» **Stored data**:
// User settings (TOML) and the export history, both under the per-user
// preferences directory.

use std::fs::OpenOptions;
use std::io::Write;
use std::path::{Path, PathBuf};

use chrono::{DateTime, Utc};
use serde::{Deserialize, Serialize};

use crate::error::Error;
use crate::types::Rgb;

/// `<preferences>/gesture-painter`, if the platform has one.
pub fn preferences_dir() -> Option<PathBuf> {
    let mut base_dir = dirs::preference_dir()?;
    base_dir.push(env!("CARGO_PKG_NAME"));
    Some(base_dir)
}

#[derive(Clone, Debug, PartialEq, Serialize, Deserialize)]
#[serde(default)]
pub struct Settings {
    /// Brush color restored at start-up.
    pub last_color: Option<Rgb>,
    /// Camera that worked last time; tried first.
    pub last_camera: Option<u32>,
    pub brush_width: u32,
    pub canvas_width: usize,
    pub canvas_height: usize,
    /// argv of the external landmark detector. Empty = pointer input only.
    pub detector_command: Vec<String>,
    /// Ledger journal; relative paths resolve against the preferences dir.
    pub ledger_path: PathBuf,
    pub export_dir: PathBuf,
    pub tick_hz: usize,
}

impl Default for Settings {
    fn default() -> Self {
        Self {
            last_color: None,
            last_camera: None,
            brush_width: crate::canvas::DEFAULT_BRUSH_WIDTH,
            canvas_width: 640,
            canvas_height: 480,
            detector_command: Vec::new(),
            ledger_path: PathBuf::from("ledger.jsonl"),
            export_dir: dirs::picture_dir().unwrap_or_else(|| PathBuf::from(".")),
            tick_hz: 30,
        }
    }
}

impl Settings {
    const FILENAME: &'static str = "settings.toml";

    /// Read `path`, or defaults if it is missing or unreadable.
    pub fn load_or_default(path: &Path) -> Self {
        match Self::load(path) {
            Ok(settings) => settings,
            Err(e) => {
                if path.exists() {
                    log::warn!("Settings at {path:?} unreadable, using defaults: {e}");
                } else {
                    log::info!("No settings at {path:?}, using defaults");
                }
                Self::default()
            }
        }
    }

    pub fn load(path: &Path) -> Result<Self, Error> {
        let text = std::fs::read_to_string(path).map_err(|e| Error::Settings(format!("read {path:?}: {e}")))?;
        toml::from_str(&text).map_err(|e| Error::Settings(format!("parse {path:?}: {e}")))
    }

    pub fn save(&self, path: &Path) -> Result<(), Error> {
        let text = toml::to_string_pretty(self).map_err(|e| Error::Settings(format!("encode: {e}")))?;
        if let Some(parent) = path.parent() {
            std::fs::create_dir_all(parent).map_err(|e| Error::Settings(format!("mkdir {parent:?}: {e}")))?;
        }
        std::fs::write(path, text).map_err(|e| Error::Settings(format!("write {path:?}: {e}")))
    }

    /// Default location for the settings file.
    pub fn default_path() -> PathBuf {
        preferences_dir().unwrap_or_else(|| PathBuf::from(".")).join(Self::FILENAME)
    }

    /// Resolve a possibly-relative path against the directory holding `settings_path`.
    pub fn resolve(settings_path: &Path, p: &Path) -> PathBuf {
        if p.is_absolute() {
            return p.to_path_buf();
        }
        settings_path.parent().unwrap_or_else(|| Path::new(".")).join(p)
    }
}

/// One line of `drawings.jsonl`: a PNG the user exported.
#[derive(Clone, Debug, PartialEq, Serialize, Deserialize)]
pub struct DrawingRecord {
    pub filename: PathBuf,
    pub created_at: DateTime<Utc>,
    pub color: Rgb,
    pub mode: String,
}

/// Append-only history of exports.
pub struct DrawingLog {
    path: PathBuf,
}

impl DrawingLog {
    pub const FILENAME: &'static str = "drawings.jsonl";

    pub fn new(path: PathBuf) -> Self {
        Self { path }
    }

    pub fn record(&self, record: &DrawingRecord) -> Result<(), Error> {
        let io = |e: std::io::Error| Error::Settings(format!("append {:?}: {e}", self.path));
        let mut line = serde_json::to_string(record)?;
        line.push('\n');
        let mut file = OpenOptions::new().create(true).append(true).open(&self.path).map_err(io)?;
        file.write_all(line.as_bytes()).map_err(io)
    }

    /// Every readable record, oldest first.
    pub fn list(&self) -> Vec<DrawingRecord> {
        let Ok(text) = std::fs::read_to_string(&self.path) else {
            return Vec::new();
        };
        text.lines().filter_map(|l| serde_json::from_str(l).ok()).collect()
    }
}

/// `drawing-YYYYMMDD-HHMMSS.png` under `dir`.
pub fn export_file_name(dir: &Path, now: DateTime<Utc>) -> PathBuf {
    dir.join(format!("drawing-{}.png", now.format("%Y%m%d-%H%M%S")))
}

/// Make sure a user-supplied export path ends in `.png`.
pub fn with_png_extension(path: &Path) -> PathBuf {
    let is_png = path.extension().is_some_and(|e| e.eq_ignore_ascii_case("png"));
    if is_png {
        path.to_path_buf()
    } else {
        let mut s = path.as_os_str().to_owned();
        s.push(".png");
        PathBuf::from(s)
    }
}
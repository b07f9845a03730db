// One error type for the whole app.
// Every variant states *where* things went wrong.
use std::path::PathBuf;

#[derive(Debug, thiserror::Error)]
pub enum Error {
    #[error("Window init error: {0}")]
    WindowInit(String), // Creating the window failed
    #[error("Window update error: {0}")]
    WindowUpdate(String), // Updating the window buffer failed
    #[error("Camera init error: {0}")]
    CameraInit(String), // Opening/starting the camera failed
    #[error("Camera frame error: {0}")]
    CameraFrame(String), // Grabbing/decoding a frame failed
    #[error("Landmark detector error: {0}")]
    Detector(String), // The external landmark detector misbehaved
    #[error("Ledger I/O error at {path:?}: {source}")]
    Ledger {
        path: PathBuf,
        #[source]
        source: std::io::Error,
    },
    #[error("Ledger record error: {0}")]
    LedgerFormat(#[from] serde_json::Error),
    #[error("Export to {path:?} failed: {source}")]
    Export {
        path: PathBuf,
        #[source]
        source: image::ImageError,
    },
    #[error("Settings error: {0}")]
    Settings(String),
}
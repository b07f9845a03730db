// Finger-pose gesture classification.
//
// A finger counts as extended when its tip sits above (smaller y than) its
// PIP joint. The thumb is "up" when its tip is well above its MCP joint.
// Only `ClearRequested` is debounced, and that happens in the caller via
// `HoldGate`; the classifier itself reports every frame independently.

use std::collections::VecDeque;
use std::time::{Duration, Instant};

use crate::landmarks::{LandmarkFrame, index};
use crate::types::NormPoint;

/// Normalized distance the thumb tip must rise above its base joint.
pub const THUMB_UP_THRESHOLD: f32 = 0.1;
/// Fingertip smoothing window (frames).
pub const TIP_HISTORY: usize = 5;

/// Frames a clear gesture must be held before it fires.
pub const CLEAR_HOLD_FRAMES: u32 = 30;
/// Minimum time between two clears.
pub const CLEAR_COOLDOWN: Duration = Duration::from_secs(3);

#[derive(Clone, Copy, Debug, PartialEq, Eq, Hash)]
pub enum Gesture {
    Idle,
    Drawing,
    Erasing,
    ClearRequested,
}

impl Gesture {
    pub fn label(self) -> &'static str {
        match self {
            Gesture::Idle => "IDLE",
            Gesture::Drawing => "DRAW",
            Gesture::Erasing => "ERASE",
            Gesture::ClearRequested => "CLEAR",
        }
    }
}

/// Which fingers are extended in one frame.
#[derive(Clone, Copy, Debug, PartialEq, Eq)]
pub struct FingerState {
    pub thumb_up: bool,
    pub index: bool,
    pub middle: bool,
    pub ring: bool,
    pub pinky: bool,
}

impl FingerState {
    pub fn of(frame: &LandmarkFrame) -> Self {
        let extended = |tip: usize, pip: usize| frame.point(tip).y < frame.point(pip).y;
        let thumb_rise = frame.point(index::THUMB_MCP).y - frame.point(index::THUMB_TIP).y;
        Self {
            thumb_up: thumb_rise > THUMB_UP_THRESHOLD,
            index: extended(index::INDEX_TIP, index::INDEX_PIP),
            middle: extended(index::MIDDLE_TIP, index::MIDDLE_PIP),
            ring: extended(index::RING_TIP, index::RING_PIP),
            pinky: extended(index::PINKY_TIP, index::PINKY_PIP),
        }
    }

    /// First matching rule wins.
    pub fn gesture(self) -> Gesture {
        let Self { thumb_up, index, middle, ring, pinky } = self;
        if thumb_up && !index && !middle && !ring && !pinky {
            Gesture::ClearRequested
        } else if index && middle && !ring && !pinky {
            Gesture::Erasing
        } else if index && !middle && !ring && !pinky {
            Gesture::Drawing
        } else {
            Gesture::Idle
        }
    }
}

/// Stateless pose rules plus a rolling index-fingertip average for the cursor.
pub struct GestureClassifier {
    tips: VecDeque<NormPoint>,
    last: Option<(LandmarkFrame, Gesture)>,
}

impl GestureClassifier {
    pub fn new() -> Self {
        Self { tips: VecDeque::with_capacity(TIP_HISTORY), last: None }
    }

    pub fn classify(&mut self, frame: &LandmarkFrame) -> Gesture {
        if let Some((prev, gesture)) = &self.last {
            if prev == frame {
                return *gesture;
            }
        }
        let gesture = FingerState::of(frame).gesture();
        self.last = Some((frame.clone(), gesture));
        gesture
    }

    /// Push this frame's index tip and return the average over the window.
    pub fn smoothed_tip(&mut self, frame: &LandmarkFrame) -> NormPoint {
        if self.tips.len() == TIP_HISTORY {
            self.tips.pop_front();
        }
        self.tips.push_back(frame.index_tip());

        let n = self.tips.len() as f32;
        let (sx, sy) = self.tips.iter().fold((0.0, 0.0), |(sx, sy), p| (sx + p.x, sy + p.y));
        NormPoint::new(sx / n, sy / n)
    }

    /// Forget the smoothing history (hand lost or mode switched).
    pub fn reset_smoothing(&mut self) {
        self.tips.clear();
    }
}

impl Default for GestureClassifier {
    fn default() -> Self {
        Self::new()
    }
}

/// Hold-to-trigger debounce with a cooldown.
///
/// `observe(true, now)` must be seen on `hold_frames` consecutive calls before
/// it fires, and it will not fire again until `cooldown` has passed since the
/// last trigger. Holding through the cooldown keeps counting but stays quiet.
#[derive(Debug)]
pub struct HoldGate {
    hold_frames: u32,
    cooldown: Duration,
    consecutive: u32,
    last_trigger: Option<Instant>,
}

impl HoldGate {
    pub fn new(hold_frames: u32, cooldown: Duration) -> Self {
        Self { hold_frames, cooldown, consecutive: 0, last_trigger: None }
    }

    pub fn for_clear() -> Self {
        Self::new(CLEAR_HOLD_FRAMES, CLEAR_COOLDOWN)
    }

    /// Returns true exactly when the side effect should run.
    pub fn observe(&mut self, held: bool, now: Instant) -> bool {
        if !held {
            self.consecutive = 0;
            return false;
        }
        self.consecutive = self.consecutive.saturating_add(1);
        if self.consecutive < self.hold_frames {
            return false;
        }
        let cooled = match self.last_trigger {
            None => true,
            Some(t) => now.saturating_duration_since(t) >= self.cooldown,
        };
        if cooled {
            self.last_trigger = Some(now);
        }
        cooled
    }

    pub fn reset(&mut self) {
        self.consecutive = 0;
    }

    pub fn held_frames(&self) -> u32 {
        self.consecutive
    }
}
// Core value types shared by the canvas, the ledger and the window.

use serde::{Deserialize, Serialize};

#[derive(Clone, Debug, PartialEq, Eq)]
pub struct FrameBuffer {
    pub width: usize,      // how wide the frame is on screen (pixels)
    pub height: usize,     // how tall the frame is on screen (pixels)
    pub pixels: Vec<u32>,  // each entry is 0x00RRGGBB for minifb
}

impl FrameBuffer {
    /// A buffer where every pixel is `color`.
    pub fn filled(width: usize, height: usize, color: Rgb) -> Self {
        Self { width, height, pixels: vec![color.packed(); width * height] }
    }

    /// Read one pixel back as RGB. Out-of-bounds reads return `None`.
    #[cfg(test)]
    pub fn rgb_at(&self, x: usize, y: usize) -> Option<Rgb> {
        if x >= self.width || y >= self.height {
            return None;
        }
        Some(Rgb::from_packed(self.pixels[y * self.width + x]))
    }

    /// Overwrite every pixel with `color` without reallocating.
    pub fn fill(&mut self, color: Rgb) {
        let packed = color.packed();
        for p in &mut self.pixels { *p = packed; }
    }
}

/// 8-bit RGB color. Serialized as `[r, g, b]` in the ledger and settings.
#[derive(Clone, Copy, Debug, PartialEq, Eq, Hash, Serialize, Deserialize)]
#[serde(from = "[u8; 3]", into = "[u8; 3]")]
pub struct Rgb {
    pub r: u8,
    pub g: u8,
    pub b: u8,
}

impl Rgb {
    pub const WHITE: Rgb = Rgb::new(255, 255, 255);
    pub const BLACK: Rgb = Rgb::new(0, 0, 0);

    pub const fn new(r: u8, g: u8, b: u8) -> Self {
        Self { r, g, b }
    }

    /// Pack as 0x00RRGGBB (the window's native pixel layout).
    #[inline]
    pub const fn packed(self) -> u32 {
        ((self.r as u32) << 16) | ((self.g as u32) << 8) | self.b as u32
    }

    #[inline]
    pub const fn from_packed(px: u32) -> Self {
        Self::new(((px >> 16) & 0xFF) as u8, ((px >> 8) & 0xFF) as u8, (px & 0xFF) as u8)
    }
}

impl From<[u8; 3]> for Rgb {
    fn from([r, g, b]: [u8; 3]) -> Self {
        Self::new(r, g, b)
    }
}

impl From<Rgb> for [u8; 3] {
    fn from(c: Rgb) -> Self {
        [c.r, c.g, c.b]
    }
}

/// A point in canvas pixel space. Serialized as `[x, y]`.
#[derive(Clone, Copy, Debug, PartialEq, Eq, Hash, Serialize, Deserialize)]
#[serde(from = "[i32; 2]", into = "[i32; 2]")]
pub struct PixelPoint {
    pub x: i32,
    pub y: i32,
}

impl PixelPoint {
    pub const fn new(x: i32, y: i32) -> Self {
        Self { x, y }
    }
}

impl From<[i32; 2]> for PixelPoint {
    fn from([x, y]: [i32; 2]) -> Self {
        Self::new(x, y)
    }
}

impl From<PixelPoint> for [i32; 2] {
    fn from(p: PixelPoint) -> Self {
        [p.x, p.y]
    }
}

/// A point in normalized image space, both axes nominally in [0, 1],
/// origin top-left.
#[derive(Clone, Copy, Debug, PartialEq, Default)]
pub struct NormPoint {
    pub x: f32,
    pub y: f32,
}

impl NormPoint {
    pub const fn new(x: f32, y: f32) -> Self {
        Self { x, y }
    }

    /// Scale into a `width`×`height` pixel grid, truncating toward zero.
    pub fn denormalize(self, width: usize, height: usize) -> PixelPoint {
        PixelPoint::new((self.x * width as f32) as i32, (self.y * height as f32) as i32)
    }

    pub fn midpoint(self, other: NormPoint) -> NormPoint {
        NormPoint::new((self.x + other.x) / 2.0, (self.y + other.y) / 2.0)
    }

    pub fn offset(self, dx: f32, dy: f32) -> NormPoint {
        NormPoint::new(self.x + dx, self.y + dy)
    }
}

#[cfg(test)]
mod tests {
    use super::*;

    #[test]
    fn packing_matches_window_layout() {
        let c = Rgb::new(0x12, 0x34, 0x56);
        assert_eq!(c.packed(), 0x00_12_34_56);
        assert_eq!(Rgb::from_packed(0x00_12_34_56), c);
    }

    #[test]
    fn denormalize_truncates() {
        let p = NormPoint::new(0.999, 0.5).denormalize(640, 480);
        assert_eq!(p, PixelPoint::new(639, 240));
    }

    #[test]
    fn colors_and_points_serialize_as_arrays() {
        assert_eq!(serde_json::to_string(&Rgb::new(1, 2, 3)).unwrap(), "[1,2,3]");
        assert_eq!(serde_json::to_string(&PixelPoint::new(-4, 9)).unwrap(), "[-4,9]");
        let back: PixelPoint = serde_json::from_str("[7,8]").unwrap();
        assert_eq!(back, PixelPoint::new(7, 8));
    }
}
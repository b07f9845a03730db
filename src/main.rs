// What you SEE:
// • Left half: the live camera, mirrored. Right half: the canvas.
// • Gesture mode: index finger draws, index+middle erases, hold a thumbs-up to clear.
// • M / E switch to mouse drawing / erasing, G goes back to gestures.
// • U or Ctrl+Z undoes, C clears, S saves a PNG, K cycles colors, [ ] change width.
// • ESC quits.

mod camera;
mod canvas;
mod draw;
mod error;
mod gesture;
mod landmarks;
mod ledger;
mod raster;
mod router;
mod settings;
mod types;

use std::path::Path;
use std::time::{Duration, Instant};

use camera::{find_available_camera, fit_frame};
use canvas::{Brush, RasterCanvas};
use draw::{Command, Drawer, blit, draw_text_5x7, shade_strip};
use error::Error;
use gesture::{CLEAR_HOLD_FRAMES, Gesture};
use landmarks::{DetectorProcess, LandmarkSource, NoDetector};
use ledger::ActionLedger;
use router::{InputRouter, Mode, PointerTool};
use settings::{DrawingLog, DrawingRecord, Settings, export_file_name, with_png_extension};
use types::{FrameBuffer, Rgb};

/// Colors `K` cycles through.
const PALETTE: [Rgb; 6] = [
    Rgb::BLACK,
    Rgb::new(220, 30, 30),
    Rgb::new(30, 150, 40),
    Rgb::new(30, 70, 220),
    Rgb::new(240, 180, 0),
    Rgb::new(150, 50, 190),
];
const BRUSH_STEP: u32 = 2;
const MAX_CAMERA_INDEX: u32 = 4;
const HUD_HEIGHT: usize = 14;
const NO_CAMERA_GRAY: Rgb = Rgb::new(40, 40, 40);

fn next_color(current: Rgb) -> Rgb {
    let at = PALETTE.iter().position(|&c| c == current);
    PALETTE[at.map_or(0, |i| (i + 1) % PALETTE.len())]
}

fn open_ledger(path: &Path) -> ActionLedger {
    match ActionLedger::open(path) {
        Ok(ledger) => ledger,
        Err(e) => {
            log::warn!("Could not open ledger, history will not survive a restart: {e}");
            ActionLedger::in_memory()
        }
    }
}

fn open_detector(command: &[String]) -> Box<dyn LandmarkSource> {
    if command.is_empty() {
        log::info!("No landmark detector configured, gesture mode will see no hand");
        return Box::new(NoDetector);
    }
    match DetectorProcess::spawn(command) {
        Ok(detector) => Box::new(detector),
        Err(e) => {
            log::warn!("{e}; continuing without hand tracking");
            Box::new(NoDetector)
        }
    }
}

fn save_settings(settings: &Settings, path: &Path) {
    if let Err(e) = settings.save(path) {
        log::warn!("{e}");
    }
}

fn export(canvas: &RasterCanvas, dir: &Path, mode: Mode, drawings: &DrawingLog) -> Result<(), Error> {
    std::fs::create_dir_all(dir).map_err(|e| Error::Settings(format!("mkdir {dir:?}: {e}")))?;
    let created_at = chrono::Utc::now();
    let path = with_png_extension(&export_file_name(dir, created_at));
    let filename = canvas.save(&path)?;
    drawings.record(&DrawingRecord {
        filename,
        created_at,
        color: canvas.brush().color,
        mode: mode.history_name().to_string(),
    })
}

fn main() -> Result<(), Error> {
    env_logger::Builder::from_env(env_logger::Env::default().default_filter_or("info")).init();

    /* --- Settings, history, canvas ---
       Visual: the canvas comes back exactly as it was left last time. */
    let settings_path = Settings::default_path();
    let mut settings = Settings::load_or_default(&settings_path);
    let (w, h) = (settings.canvas_width, settings.canvas_height);

    let ledger = open_ledger(&Settings::resolve(&settings_path, &settings.ledger_path));
    let brush = Brush {
        color: settings.last_color.unwrap_or(Rgb::BLACK),
        width: settings.brush_width,
    };
    let mut canvas = RasterCanvas::with_brush(w, h, ledger, brush);

    let drawings = DrawingLog::new(Settings::resolve(&settings_path, Path::new(DrawingLog::FILENAME)));
    log::info!("{} drawings exported so far", drawings.list().len());
    let export_dir = Settings::resolve(&settings_path, &settings.export_dir);

    /* --- Camera + hand tracking ---
       Visual: left panel shows the camera, or stays gray without one. */
    let mut cam = find_available_camera(settings.last_camera, MAX_CAMERA_INDEX, w as u32, h as u32);
    if let Some(c) = &cam {
        let (cw, ch) = c.resolution();
        if (cw as usize, ch as usize) != (w, h) {
            log::info!("Scaling camera {cw}x{ch} to {w}x{h}");
        }
        if settings.last_camera != Some(c.index()) {
            settings.last_camera = Some(c.index());
            save_settings(&settings, &settings_path);
        }
    }
    let mut detector = open_detector(&settings.detector_command);

    /* --- Window ---
       Visual: one window, camera on the left, canvas on the right. */
    let mut drawer = Drawer::new("Gesture Painter", 2 * w, h, settings.tick_hz)?;
    let mut screen = FrameBuffer::filled(2 * w, h, Rgb::BLACK);
    let mut camera_panel = FrameBuffer::filled(w, h, NO_CAMERA_GRAY);

    let start_mode = if cam.is_some() { Mode::Gesture } else { Mode::Pointer(PointerTool::Draw) };
    let mut router = InputRouter::new(start_mode);
    let mut last_gesture = Gesture::Idle;
    let mut was_down = false;

    /* --- HUD / FPS --- */
    let mut last_fps_time = Instant::now();
    let mut frames_this_second: u32 = 0;
    let mut hud_fps_text = String::from("FPS 0.0");

    /* ------------------------------ Main loop ------------------------------ */
    while drawer.is_open() && !drawer.esc_pressed() {
        let now = Instant::now();

        /* 1) Camera frame -> landmarks -> gesture dispatch. */
        if let Some(c) = cam.as_mut() {
            match c.next_frame() {
                Ok(frame) => {
                    camera_panel = fit_frame(&frame, w, h);
                    let hand = match detector.detect(&camera_panel) {
                        Ok(hand) => hand,
                        Err(e) => {
                            log::warn!("{e}; hand tracking disabled");
                            detector = Box::new(NoDetector);
                            None
                        }
                    };
                    if let Some(outcome) = router.on_frame(&mut canvas, hand.as_ref(), now) {
                        last_gesture = outcome.gesture;
                    }
                }
                Err(e) => log::warn!("Skipping tick: {e}"),
            }
        }

        /* 2) Mouse: press/move/release in canvas-local pixels. */
        let down = drawer.left_mouse_down();
        if let Some((mx, my)) = drawer.mouse_pos() {
            let (cx, cy) = (mx - w as f32, my);
            if down && !was_down {
                // Presses over the camera panel are ignored.
                if cx >= 0.0 {
                    router.pointer_press(&mut canvas, cx, cy);
                }
            } else if cx >= 0.0 || was_down {
                router.pointer_move(&mut canvas, cx, cy);
            }
        }
        if was_down && !down {
            router.pointer_release(&mut canvas);
        }
        was_down = down;

        /* 3) Keyboard. */
        for command in drawer.commands() {
            match command {
                Command::GestureMode => router.set_mode(&mut canvas, Mode::Gesture),
                Command::MouseDraw => router.set_mode(&mut canvas, Mode::Pointer(PointerTool::Draw)),
                Command::MouseErase => router.set_mode(&mut canvas, Mode::Pointer(PointerTool::Erase)),
                Command::Clear => canvas.clear(),
                Command::Undo => {
                    if !canvas.undo() {
                        log::debug!("Nothing to undo");
                    }
                }
                Command::Save => {
                    if let Err(e) = export(&canvas, &export_dir, router.mode(), &drawings) {
                        log::error!("{e}");
                    }
                }
                Command::NextColor => {
                    let color = next_color(canvas.brush().color);
                    canvas.change_color(color);
                    settings.last_color = Some(color);
                    save_settings(&settings, &settings_path);
                }
                Command::BrushSmaller | Command::BrushLarger => {
                    let width = canvas.brush().width;
                    let width = match command {
                        Command::BrushSmaller => width.saturating_sub(BRUSH_STEP),
                        _ => width + BRUSH_STEP,
                    };
                    canvas.change_brush_width(width);
                    settings.brush_width = canvas.brush().width;
                    save_settings(&settings, &settings_path);
                }
            }
        }

        /* 4) Compose both panels and the HUD. */
        blit(&mut screen, &camera_panel, 0, 0);
        blit(&mut screen, &canvas.render_with_cursor(), w, 0);
        shade_strip(&mut screen, HUD_HEIGHT);

        let mut hud = format!(
            "{} | {} | W {} | LEDGER {} | {}",
            router.mode().label(),
            last_gesture.label(),
            canvas.brush().width,
            canvas.ledger().len(),
            hud_fps_text
        );
        let held = router.clear_progress();
        if held > 0 {
            hud.push_str(&format!(" | CLEAR {}/{}", held.min(CLEAR_HOLD_FRAMES), CLEAR_HOLD_FRAMES));
        }
        if canvas.ledger().is_degraded() {
            hud.push_str(" | LEDGER DEGRADED");
        }
        draw_text_5x7(&mut screen, 4, 4, &hud, 0x00_FF_FF_FF);

        /* 5) Present (this also paces the loop to tick_hz). */
        drawer.present(&screen)?;

        /* 6) FPS counter. */
        frames_this_second += 1;
        if now.duration_since(last_fps_time) >= Duration::from_secs(1) {
            let secs = now.duration_since(last_fps_time).as_secs_f32();
            let fps = frames_this_second as f32 / secs;
            log::debug!("FPS: {fps:.1}");
            hud_fps_text = format!("FPS {fps:.1}");
            frames_this_second = 0;
            last_fps_time = now;
        }
    }

    canvas.reset_pointers();
    log::info!("Bye, {} actions in the ledger", canvas.ledger().len());
    Ok(())
}

#[cfg(test)]
mod tests {
    use super::*;

    #[test]
    fn palette_cycles_and_wraps() {
        assert_eq!(next_color(Rgb::BLACK), PALETTE[1]);
        assert_eq!(next_color(PALETTE[PALETTE.len() - 1]), Rgb::BLACK);
        // A color from settings that is not in the palette restarts the cycle.
        assert_eq!(next_color(Rgb::new(1, 2, 3)), Rgb::BLACK);
    }
}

» **WHAT TO PRODUCE**: All that belongs in your answer is the stretch of entries above from the line with "assert_eq!(back, PixelPoint::new(7, 8));" through the line with "thumbs-up to clear.", printed exactly.

» **TASK OUTPUT**:
        assert_eq!(back, PixelPoint::new(7, 8));
    }
}
repository b07f9845a03730db
filename src/main.rs
// What you SEE:
// • Left half: the live camera, mirrored. Right half: the canvas.
// • Gesture mode: index finger draws, index+middle erases, hold a thumbs-up to clear.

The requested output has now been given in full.